Economist Robert Wiedemer, author of the New York Times Bestseller "Aftershock: Protect Yourself and Profit in the Next Global Financial Meltdown," told Newsmax that those in charge of the Federal Reserve as well as most mainstream economists are "inflation deniers" if they can't see the connection between printing money and inflation.

"This is the problem with the Fed is that so far printing money has only produced positive results," Wiedemer explained. "But if all this printed money is so great, why does the Fed always taper?"

"They know more than they're saying, they're inflation deniers and even inflation liars," he added.

Wiedemer predicts that Federal Reserve Chairwoman Janet Yellen will respond to the inflation news by tapering back the amount of money the Fed is printing, but that "she will reverse that tapering" if she sees the stock market start to drop because "she's much more aware of the stock market than we all believe and very focused on it."

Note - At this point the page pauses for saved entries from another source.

//! Respawning objects that fell out of view
//!
//! An object strictly below its kind's bound gets a fresh position drawn from
//! the kind's spawn ranges. Rotation and both speeds are kept, so a recycled
//! object keeps its character and only reappears somewhere new.

use crate::world::FallWorld;
use rand::Rng;

/// Respawn every object below its kind's recycle bound. Returns the number
/// of objects respawned.
pub fn recycle_all<R: Rng + ?Sized>(world: &mut FallWorld, rng: &mut R) -> usize {
    let mut recycled = 0;

    for (key, body) in world.bodies.iter_mut() {
        let Some(params) = world.config.kind(body.kind()) else {
            continue;
        };
        let Some(bound) = params.recycle_bound_y else {
            continue;
        };
        if body.transform.position.y >= bound {
            continue;
        }

        let fell_to = body.transform.position.y;
        body.transform.position = params.sample_spawn_position(rng);
        recycled += 1;

        log::trace!(
            "recycled {} {:?} at y={:.2} -> {:?}",
            body.kind(),
            key,
            fell_to,
            body.transform.position
        );
    }

    if recycled > 0 {
        log::debug!("recycled {} objects", recycled);
    }
    recycled
}

#[cfg(test)]
mod tests {
    use super::*;
    use crate::body::{FallingBody, ObjectKind, TemplateId};
    use crate::config::{FallConfig, KindConfig};
    use piefall_math::{UniformRange, Vec3};
    use rand::{rngs::SmallRng, SeedableRng};
    use slotmap::SlotMap;

    fn template() -> TemplateId {
        let mut templates: SlotMap<TemplateId, ()> = SlotMap::with_key();
        templates.insert(())
    }

    fn model_at(position: Vec3) -> FallingBody {
        FallingBody::new(ObjectKind::Model, template(), position, Vec3::ZERO, 0.02).unwrap()
    }

    #[test]
    fn test_just_below_bound_is_recycled() {
        let mut world = FallWorld::with_config(FallConfig::base());
        let config = world.config.model.clone();
        let bound = config.recycle_bound_y.unwrap();
        let body = FallingBody::new(
            ObjectKind::Model,
            template(),
            Vec3::new(3.0, bound - 0.001, -7.0),
            Vec3::new(0.01, 0.0, 0.0),
            0.04,
        )
        .unwrap();
        let key = world.add(body);

        let mut rng = SmallRng::seed_from_u64(9);
        assert_eq!(recycle_all(&mut world, &mut rng), 1);

        let body = world.get(key).unwrap();
        let p = body.position();
        assert!(config.spawn_range_x.contains(p.x));
        assert!(config.spawn_range_y.contains(p.y));
        assert!(config.spawn_range_z.contains(p.z));
        assert_eq!(body.rotation_speed(), Vec3::new(0.01, 0.0, 0.0));
    }

    #[test]
    fn test_at_bound_is_kept() {
        let mut world = FallWorld::with_config(FallConfig::base());
        let key = world.add(model_at(Vec3::new(0.0, -30.0, 0.0)));

        let mut rng = SmallRng::seed_from_u64(9);
        assert_eq!(recycle_all(&mut world, &mut rng), 0);
        assert_eq!(world.get(key).unwrap().position().y, -30.0);
    }

    #[test]
    fn test_recycling_keeps_rotation_and_speeds() {
        let mut world = FallWorld::with_config(FallConfig::base());
        let rotation = Vec3::new(0.3, -1.2, 2.0);
        let rotation_speed = Vec3::new(0.004, -0.008, 0.001);
        let key = world.add(
            FallingBody::new(
                ObjectKind::Model,
                template(),
                Vec3::new(0.0, -45.0, 0.0),
                rotation_speed,
                0.033,
            )
            .unwrap()
            .with_rotation(rotation),
        );

        let mut rng = SmallRng::seed_from_u64(5);
        recycle_all(&mut world, &mut rng);

        let body = world.get(key).unwrap();
        assert_eq!(body.rotation(), rotation);
        assert_eq!(body.rotation_speed(), rotation_speed);
        assert_eq!(body.fall_speed(), 0.033);
    }

    #[test]
    fn test_fixed_spawn_height() {
        let mut world = FallWorld::with_config(FallConfig {
            model: KindConfig {
                spawn_range_y: UniformRange::fixed(25.0),
                ..KindConfig::base_model()
            },
            text: None,
        });
        let key = world.add(model_at(Vec3::new(0.0, -31.0, 0.0)));

        let mut rng = SmallRng::seed_from_u64(0);
        recycle_all(&mut world, &mut rng);
        assert_eq!(world.get(key).unwrap().position().y, 25.0);
    }

    #[test]
    fn test_no_bound_never_recycles() {
        let mut world = FallWorld::with_config(FallConfig {
            model: KindConfig {
                recycle_bound_y: None,
                ..KindConfig::base_model()
            },
            text: None,
        });
        let key = world.add(model_at(Vec3::new(0.0, -1.0e6, 0.0)));

        let mut rng = SmallRng::seed_from_u64(0);
        assert_eq!(recycle_all(&mut world, &mut rng), 0);
        assert_eq!(world.get(key).unwrap().position().y, -1.0e6);
    }

    #[test]
    fn test_bounds_are_per_kind() {
        let mut world = FallWorld::with_config(FallConfig::extended());
        let t = template();
        // -45 is below the text bound (-40) but above the model bound (-50)
        let model = world.add(FallingBody::new(ObjectKind::Model, t, Vec3::new(0.0, -45.0, 0.0), Vec3::ZERO, 0.02).unwrap());
        let text = world.add(FallingBody::new(ObjectKind::Text, t, Vec3::new(0.0, -45.0, 0.0), Vec3::ZERO, 0.02).unwrap());

        let mut rng = SmallRng::seed_from_u64(2);
        assert_eq!(recycle_all(&mut world, &mut rng), 1);
        assert_eq!(world.get(model).unwrap().position().y, -45.0);
        assert!(world.get(text).unwrap().position().y >= 30.0);
    }
}
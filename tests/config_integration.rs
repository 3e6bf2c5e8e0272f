//! Integration tests for configuration loading
//!
//! Tests that verify config loading from files and environment variables.

use std::fs;
use std::path::PathBuf;

use piefall::config::{AppConfig, Variant};
use serial_test::serial;

/// Fresh config directory under the system temp dir
fn temp_config_dir(name: &str) -> PathBuf {
    let dir = std::env::temp_dir().join(format!("piefall-config-{}-{}", name, std::process::id()));
    let _ = fs::remove_dir_all(&dir);
    fs::create_dir_all(&dir).unwrap();
    dir
}

#[test]
#[serial]
fn test_env_override() {
    std::env::set_var("PIEFALL_WINDOW__TITLE", "Test From Env");
    let config = AppConfig::load().unwrap();
    assert_eq!(config.window.title, "Test From Env");
    std::env::remove_var("PIEFALL_WINDOW__TITLE");
}

#[test]
#[serial]
fn test_default_file_matches_defaults() {
    std::env::remove_var("PIEFALL_WINDOW__TITLE");

    let config = AppConfig::load().unwrap();
    let defaults = AppConfig::default();
    assert_eq!(config.window.title, defaults.window.title);
    assert_eq!(config.rendering.model_color, 0xc4a160);
    assert_eq!(config.simulation.variant, Variant::Base);
    assert_eq!(config.simulation.fall_config(), defaults.simulation.fall_config());
}

#[test]
#[serial]
fn test_missing_dir_uses_defaults() {
    let config = AppConfig::load_from("does/not/exist").unwrap();
    assert_eq!(config.window.width, 1280);
    assert_eq!(config.camera.fov, 75.0);
}

#[test]
#[serial]
fn test_user_file_overrides_default_file() {
    let dir = temp_config_dir("user");
    fs::write(
        dir.join("default.toml"),
        "[simulation]\nvariant = \"base\"\nseed = 1\n",
    )
    .unwrap();
    fs::write(
        dir.join("user.toml"),
        "[simulation]\nvariant = \"extended\"\n\n[simulation.model]\ncount = 12\n",
    )
    .unwrap();

    let config = AppConfig::load_from(&dir).unwrap();
    assert_eq!(config.simulation.variant, Variant::Extended);
    assert_eq!(config.simulation.seed, Some(1));

    let fall = config.simulation.fall_config();
    assert_eq!(fall.model.count, 12);
    assert_eq!(fall.text.map(|t| t.count), Some(2));

    fs::remove_dir_all(&dir).unwrap();
}

#[test]
#[serial]
fn test_env_overrides_files() {
    let dir = temp_config_dir("env");
    fs::write(dir.join("default.toml"), "[simulation]\nseed = 5\n").unwrap();

    std::env::set_var("PIEFALL_SIMULATION__SEED", "99");
    std::env::set_var("PIEFALL_DEBUG__HEADLESS", "true");
    let config = AppConfig::load_from(&dir);
    std::env::remove_var("PIEFALL_SIMULATION__SEED");
    std::env::remove_var("PIEFALL_DEBUG__HEADLESS");

    let config = config.unwrap();
    assert_eq!(config.simulation.seed, Some(99));
    assert!(config.debug.headless);

    fs::remove_dir_all(&dir).unwrap();
}

#[test]
#[serial]
fn test_invalid_value_is_an_error() {
    let dir = temp_config_dir("invalid");
    fs::write(dir.join("default.toml"), "[simulation]\nvariant = \"sideways\"\n").unwrap();

    let err = AppConfig::load_from(&dir).unwrap_err();
    assert!(err.to_string().starts_with("Configuration error"));

    fs::remove_dir_all(&dir).unwrap();
}
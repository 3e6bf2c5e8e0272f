//! Renderable instances - bridges the object registry to GPU buffers
//!
//! Objects are grouped by template so each template's mesh is drawn with a
//! single instanced call. Groups appear in the order their template is
//! first seen in the registry, and objects keep registry order within a
//! group.

use std::ops::Range;

use piefall_physics::{FallWorld, ObjectKind, TemplateId};

use crate::pipeline::InstanceRaw;

/// Convert a `0xRRGGBB` sRGB color to linear RGBA
pub fn color_from_hex(hex: u32) -> [f32; 4] {
    let channel = |shift: u32| {
        let c = ((hex >> shift) & 0xff) as f32 / 255.0;
        if c <= 0.04045 {
            c / 12.92
        } else {
            ((c + 0.055) / 1.055).powf(2.4)
        }
    };
    [channel(16), channel(8), channel(0), 1.0]
}

/// Instance color per object kind (linear RGBA)
#[derive(Clone, Copy, Debug, PartialEq)]
pub struct KindPalette {
    pub model: [f32; 4],
    pub text: [f32; 4],
}

impl Default for KindPalette {
    fn default() -> Self {
        Self {
            model: color_from_hex(0xc4a160),
            text: color_from_hex(0xffffff),
        }
    }
}

impl KindPalette {
    pub fn color(&self, kind: ObjectKind) -> [f32; 4] {
        match kind {
            ObjectKind::Model => self.model,
            ObjectKind::Text => self.text,
        }
    }
}

/// A run of instances sharing one template
#[derive(Clone, Debug, PartialEq, Eq)]
pub struct InstanceBatch {
    pub template: TemplateId,
    pub range: Range<u32>,
}

/// Per-frame instance data collected from the registry
#[derive(Default)]
pub struct InstanceBatches {
    /// Instance data, contiguous per batch
    pub instances: Vec<InstanceRaw>,
    /// Batches in draw order
    pub batches: Vec<InstanceBatch>,
    /// Reused per-template buckets
    buckets: Vec<(TemplateId, Vec<InstanceRaw>)>,
}

impl InstanceBatches {
    /// Create an empty collection
    pub fn new() -> Self {
        Self::default()
    }

    /// Collect instances from every object in a world
    pub fn from_world(world: &FallWorld, palette: &KindPalette) -> Self {
        let mut batches = Self::new();
        batches.rebuild(world, palette);
        batches
    }

    /// Clear and refill from the current state of the registry
    pub fn rebuild(&mut self, world: &FallWorld, palette: &KindPalette) {
        for (_, bucket) in &mut self.buckets {
            bucket.clear();
        }

        for (_, body) in world.iter() {
            let instance = InstanceRaw {
                model: body.transform.matrix(),
                color: palette.color(body.kind()),
            };
            match self.buckets.iter_mut().position(|(t, _)| *t == body.template()) {
                Some(i) => self.buckets[i].1.push(instance),
                None => self.buckets.push((body.template(), vec![instance])),
            }
        }

        self.instances.clear();
        self.batches.clear();
        for (template, bucket) in &self.buckets {
            if bucket.is_empty() {
                continue;
            }
            let start = self.instances.len() as u32;
            self.instances.extend_from_slice(bucket);
            self.batches.push(InstanceBatch {
                template: *template,
                range: start..self.instances.len() as u32,
            });
        }
    }

    /// Get the number of instances
    #[inline]
    pub fn instance_count(&self) -> usize {
        self.instances.len()
    }

    /// Get the number of draw batches
    #[inline]
    pub fn batch_count(&self) -> usize {
        self.batches.len()
    }

    #[inline]
    pub fn is_empty(&self) -> bool {
        self.instances.is_empty()
    }
}
//! Uniform sampling intervals

use rand::Rng;
use serde::{Serialize, Deserialize};

/// A half-open interval `[min, max)` sampled uniformly.
///
/// A degenerate range (`min == max`) always yields `min`, which is how a
/// fixed spawn height is expressed.
#[derive(Clone, Copy, Debug, PartialEq, Serialize, Deserialize)]
pub struct UniformRange {
    pub min: f32,
    pub max: f32,
}

impl UniformRange {
    /// Create a new range
    pub const fn new(min: f32, max: f32) -> Self {
        Self { min, max }
    }

    /// A range that always samples to `value`
    pub const fn fixed(value: f32) -> Self {
        Self { min: value, max: value }
    }

    /// Symmetric range `[-half_width, half_width)`
    pub const fn symmetric(half_width: f32) -> Self {
        Self { min: -half_width, max: half_width }
    }

    /// Width of the interval
    #[inline]
    pub fn width(&self) -> f32 {
        self.max - self.min
    }

    /// True if both bounds and the width are finite and `min <= max`
    ///
    /// Sampling a range whose width overflows to infinity panics, so such a
    /// range is invalid even though both bounds are finite.
    pub fn is_valid(&self) -> bool {
        self.min.is_finite() && self.max.is_finite() && self.min <= self.max && self.width().is_finite()
    }

    /// True if `value` lies in `[min, max)`, or equals `min` for a fixed range
    pub fn contains(&self, value: f32) -> bool {
        if self.max > self.min {
            value >= self.min && value < self.max
        } else {
            value == self.min
        }
    }

    /// Draw one value uniformly from the range
    pub fn sample<R: Rng + ?Sized>(&self, rng: &mut R) -> f32 {
        if self.max > self.min {
            rng.gen_range(self.min..self.max)
        } else {
            self.min
        }
    }
}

Morici agrees that the Fed will likely taper, but said that "it's the wrong policy."

The University of Maryland economics professor said that the other thing to keep in mind is that "now we have a member of the Democratic Party running the Fed and while she's not willing to go as far as the White House economic advisers and say a higher minimum wage would not cause unemployment, she's willing to avoid dealing with interest rates until after the election."

"I mean the president is already in tough shape, the Democrats are in very tough shape for the fall elections," Morici explained.

"Think about what it would mean if all the folks who write the checks in New York to finance Chuck Schumer's Democratic machine had to deal with a bear market and if she raised interest rates after this meeting like she should?" he asked.

"It would be bad for stock prices — that doesn't mean it would be bad for the country," he said.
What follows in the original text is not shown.